Monday, October 27, 2014

I Could've Been Even Clearer: New Atheists Are Ignorant ABOUT HISTORY

(I'm not ignorant of the objection which will be raised by some, that "ignorant about" in the title is incorrect and should be "ignorant of," but those who would so object may themselves be ignorant of the ways in which language changes more quickly than manuels of supposedly "correct" language. I'm lucky I eventually found me a whole differnt kind a English teacher. "About" is correct in the post title. "Ignorant of history" would suggest that New Atheists are unaware that there is something known as history, and honestly, in several cases it's not as bad as that.)

This insight -- that I could've been clearer about the bug the New Atheists have put up my butt -- came to me last night in the midst of a horribly unsuccessful attempt to communicate with someone about my previous blog post. The New Atheist with whom I was trying to communicate was disputing my accusation of Richard Dawkins' ignorance, and referred to Dawkins' refutation of Anselm's cosmological argument.

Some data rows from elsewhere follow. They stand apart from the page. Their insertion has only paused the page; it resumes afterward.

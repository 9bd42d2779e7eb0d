//! Discounts
//!
//! The two coupon mechanisms and the saving calculator shared by every solver.

use decimal_percentage::Percentage;
use rust_decimal::Decimal;
use thiserror::Error;

use crate::coupons::Coupon;

/// Errors specific to discount calculations.
#[derive(Debug, Error, PartialEq, Eq)]
pub enum DiscountError {
    /// Percentage calculation overflowed the decimal range.
    #[error("percentage calculation overflowed")]
    PercentOverflow,
}

/// How a coupon reduces a cart subtotal.
#[derive(Debug, Copy, Clone, PartialEq)]
pub enum Discount {
    /// Subtract a fixed amount from the cart (e.g. "R$ 30 off")
    AmountOff(Decimal),

    /// Take a fraction of the cart, optionally capped (e.g. "20% off up to R$ 300")
    PercentageOff {
        /// Fraction of the subtotal taken off (0.2 for 20%)
        percent: Percentage,

        /// Upper bound on the amount taken off
        cap: Option<Decimal>,
    },
}

impl Discount {
    /// Amount this mechanism takes off a qualifying subtotal.
    ///
    /// A flat discount never exceeds the subtotal, so a cart can't go negative.
    ///
    /// # Errors
    ///
    /// Returns [`DiscountError::PercentOverflow`] if the percentage calculation overflows.
    pub fn amount_off(&self, subtotal: Decimal) -> Result<Decimal, DiscountError> {
        match self {
            Discount::AmountOff(amount) => Ok((*amount).min(subtotal).max(Decimal::ZERO)),
            Discount::PercentageOff { percent, cap } => {
                let raw = percent_of(percent, subtotal)?;

                Ok(cap.map_or(raw, |cap| raw.min(cap)))
            }
        }
    }

    /// Subtotal at which a capped percentage starts hitting its cap.
    ///
    /// Zero for flat discounts, uncapped percentages and a zero percentage.
    pub fn trigger_threshold(&self) -> Decimal {
        match self {
            Discount::AmountOff(_) | Discount::PercentageOff { cap: None, .. } => Decimal::ZERO,
            Discount::PercentageOff {
                percent,
                cap: Some(cap),
            } => cap
                .checked_div(fraction(percent))
                .unwrap_or(Decimal::ZERO),
        }
    }
}

/// Exact saving of applying `coupon` to a cart worth `subtotal`.
///
/// Below the coupon's minimum purchase the coupon does not apply at all.
///
/// # Errors
///
/// Returns [`DiscountError::PercentOverflow`] if the percentage calculation overflows.
pub fn saving(subtotal: Decimal, coupon: &Coupon) -> Result<Decimal, DiscountError> {
    if subtotal < coupon.minimum_purchase() {
        return Ok(Decimal::ZERO);
    }

    coupon.discount().amount_off(subtotal)
}

/// `saving / subtotal` as a fraction, or zero for an empty or non-positive subtotal.
pub fn saving_ratio(saving: Decimal, subtotal: Decimal) -> Decimal {
    if subtotal <= Decimal::ZERO {
        return Decimal::ZERO;
    }

    saving.checked_div(subtotal).unwrap_or(Decimal::ZERO)
}

/// Calculate `percent` of an exact amount.
///
/// # Errors
///
/// Returns [`DiscountError::PercentOverflow`] if the multiplication overflows.
pub fn percent_of(percent: &Percentage, amount: Decimal) -> Result<Decimal, DiscountError> {
    fraction(percent)
        .checked_mul(amount)
        .ok_or(DiscountError::PercentOverflow)
}

/// The underlying fraction of a percentage (0.2 for 20%).
pub fn fraction(percent: &Percentage) -> Decimal {
    // decimal_percentage doesn't expose the inner Decimal
    *percent * Decimal::ONE
}

#[cfg(test)]
mod tests {
    use testresult::TestResult;

    use crate::coupons::CouponRule;

    use super::*;

    fn dec(value: i64) -> Decimal {
        Decimal::new(value, 0)
    }

    fn capped_twenty_percent() -> Result<Coupon, crate::coupons::CouponError> {
        Coupon::try_from(
            &CouponRule::percentage("VALE20", dec(20))
                .with_max_discount(dec(15))
                .with_minimum_purchase(dec(50)),
        )
    }

    #[test]
    fn percentage_saving_is_capped() -> TestResult {
        let coupon = capped_twenty_percent()?;

        assert_eq!(saving(dec(100), &coupon)?, dec(15));

        Ok(())
    }

    #[test]
    fn below_minimum_purchase_saves_nothing() -> TestResult {
        let coupon = capped_twenty_percent()?;

        assert_eq!(saving(dec(40), &coupon)?, Decimal::ZERO);

        Ok(())
    }

    #[test]
    fn minimum_purchase_is_inclusive() -> TestResult {
        let coupon = capped_twenty_percent()?;

        assert_eq!(saving(dec(50), &coupon)?, dec(10));

        Ok(())
    }

    #[test]
    fn flat_saving_never_exceeds_subtotal() -> TestResult {
        let coupon = Coupon::try_from(&CouponRule::flat("TRINTA", dec(30)))?;

        assert_eq!(saving(dec(20), &coupon)?, dec(20));
        assert_eq!(saving(dec(200), &coupon)?, dec(30));

        Ok(())
    }

    #[test]
    fn uncapped_percentage_is_exact() -> TestResult {
        let coupon = Coupon::try_from(&CouponRule::percentage("DEZ", dec(10)))?;

        // 10% of 0.33 is 0.033, no rounding to cents
        assert_eq!(saving(Decimal::new(33, 2), &coupon)?, Decimal::new(33, 3));

        Ok(())
    }

    #[test]
    fn trigger_threshold_for_capped_percentage() {
        let discount = Discount::PercentageOff {
            percent: Percentage::from(Decimal::new(2, 1)),
            cap: Some(dec(300)),
        };

        assert_eq!(discount.trigger_threshold(), dec(1500));
    }

    #[test]
    fn trigger_threshold_is_zero_without_cap() {
        let uncapped = Discount::PercentageOff {
            percent: Percentage::from(Decimal::new(2, 1)),
            cap: None,
        };
        let flat = Discount::AmountOff(dec(30));
        let zero_percent = Discount::PercentageOff {
            percent: Percentage::from(Decimal::ZERO),
            cap: Some(dec(30)),
        };

        assert_eq!(uncapped.trigger_threshold(), Decimal::ZERO);
        assert_eq!(flat.trigger_threshold(), Decimal::ZERO);
        assert_eq!(zero_percent.trigger_threshold(), Decimal::ZERO);
    }

    #[test]
    fn saving_ratio_guards_non_positive_subtotal() {
        assert_eq!(saving_ratio(dec(10), Decimal::ZERO), Decimal::ZERO);
        assert_eq!(saving_ratio(dec(10), dec(-5)), Decimal::ZERO);
        assert_eq!(saving_ratio(dec(266), dec(1330)), Decimal::new(2, 1));
    }

    #[test]
    fn percent_of_overflow_returns_error() {
        let percent = Percentage::from(dec(2));

        assert_eq!(
            percent_of(&percent, Decimal::MAX),
            Err(DiscountError::PercentOverflow)
        );
    }
}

That led to an a-ha moment for me: Dawkins engages in theological disputation, and I don't. I mean, I knew already that Dawkins debated theologians, but this suddenly made clear to me how Dawkins and I approach certain subjects, such as Anselm, Archbishop of Canterbury from 1093 to 1109, in two completely different ways: Dawkins from a theological perspective and I from an historical perspective. I've never engaged in a theological debate, and I don't ever intend to. I've got a streak going, 54 consecutive years without engaging in theological debate, and I'm proud of that streak and I intend to keep it going. Dawkins has spent some time countering Anselm's ontological argument. I'm much more interested in Anselm's role in things like the investiture controversy, a power struggle in the 11th and 12th centuries between some Popes and some European monarchs, because those Popes and those kings and the power they fought over all actually existed, whereas God, the sole subject of ontological arguments, does not. It's similar to the way that long debates over who would win completely imaginary fights between completely imaginary comic book heroes -- debates not seldom participated in by New Atheists, notorious for their comic book fandom -- do not interest me, while discussions of things which do exist or have existed do interest me.

So there it is, one major difference between me and Dawkins: I have nothing to say about theology. Maybe I'm wrong, but it really does seem unnecessary to me to respond at all to someone like, for instance, Terry Eagleton. In my opinion, Eagleton makes himself seem quite horrible enough. No need for any help from me. And as Eagleton attacks people like Dawkins he also promotes Christianty, making it look horrible too. What is there left for me to do, except perhaps to ask people to please note that just because Eagleton and I both criticize Dawkins, it doesn't mean we'd have one nice thing to say about each other?

Yes, I know that theists do exist, and that some of them are ready at the drop of a hat to discuss Anselm's theology and in some cases even to defend it. But because of historical developments between Anselm's time and our own, there is no requirement for me to pretend that Anselm's theology is worth taking seriously, or that there is any Christian theology which doesn't bore me excruciatingly. Maybe I'm wrong, and Dawkins is right, and there actually is a need to critique theology. I think all that's needed is to offer something better. And what's not better than theology?

When I take Dawkins to task for talking about Islam without having read the Koran, it is not a theological objection -- although Dawkins going into detail about someone like Anselm makes his proud ignorance of the contents of the Koran look even more provincial than it already did -- but an historical one. From my point of view with my emphasis on the importance of the study of history, the importance of reading the Koran is not in order to be able to discuss God. What is said in the Koran about God resembles what Anselm said about God in that both are talking about something purely imaginary, and therefore infinitely less interesting than all of the Muslims who have actually existed and actually do exist now. We're talking about billions of people, and one book, not even a particularly long book, which might just tell you more about all of those people than any other book could. If you're at all interested in those people, why on Earth wouldn't you read that one book? And Dawkins, as we all know, can't seem to shut up about all of those people. He's constantly trying to tell us all just exactly what is going on with all of those people. It's beyond the beyond. It reminds me of the anti-Western cleric in exile in London in Salman Rushdie's Satanic Verses,

who constantly issues stern warnings of the evils and dangers of the West, who stays in an apartment with the curtains always drawn so that he will not see the West, and whenever he must leave the apartment his followers walk before and behind him and to his left and right and hold up veils so that he will never get a glimpse of the West. The West he's always criticizing and damning. Okay, Dawkins isn't actually quite that daffy, but he's headed in that direction.

And he has set the tone for New Atheism, and so we get things like Free Inquiry's publication of Michael Paulkovich's list of 126 people who supposedly should've left us some mention of Jesus but didn't -- a publication in the leading New Atheist magazine, in New Atheism's flagship, almost, of an essay that would've gotten an F in any Ancient History 101, because it purports to be about ancient history, and yet is so jaw-droppingly free of any connection to something like historical facts.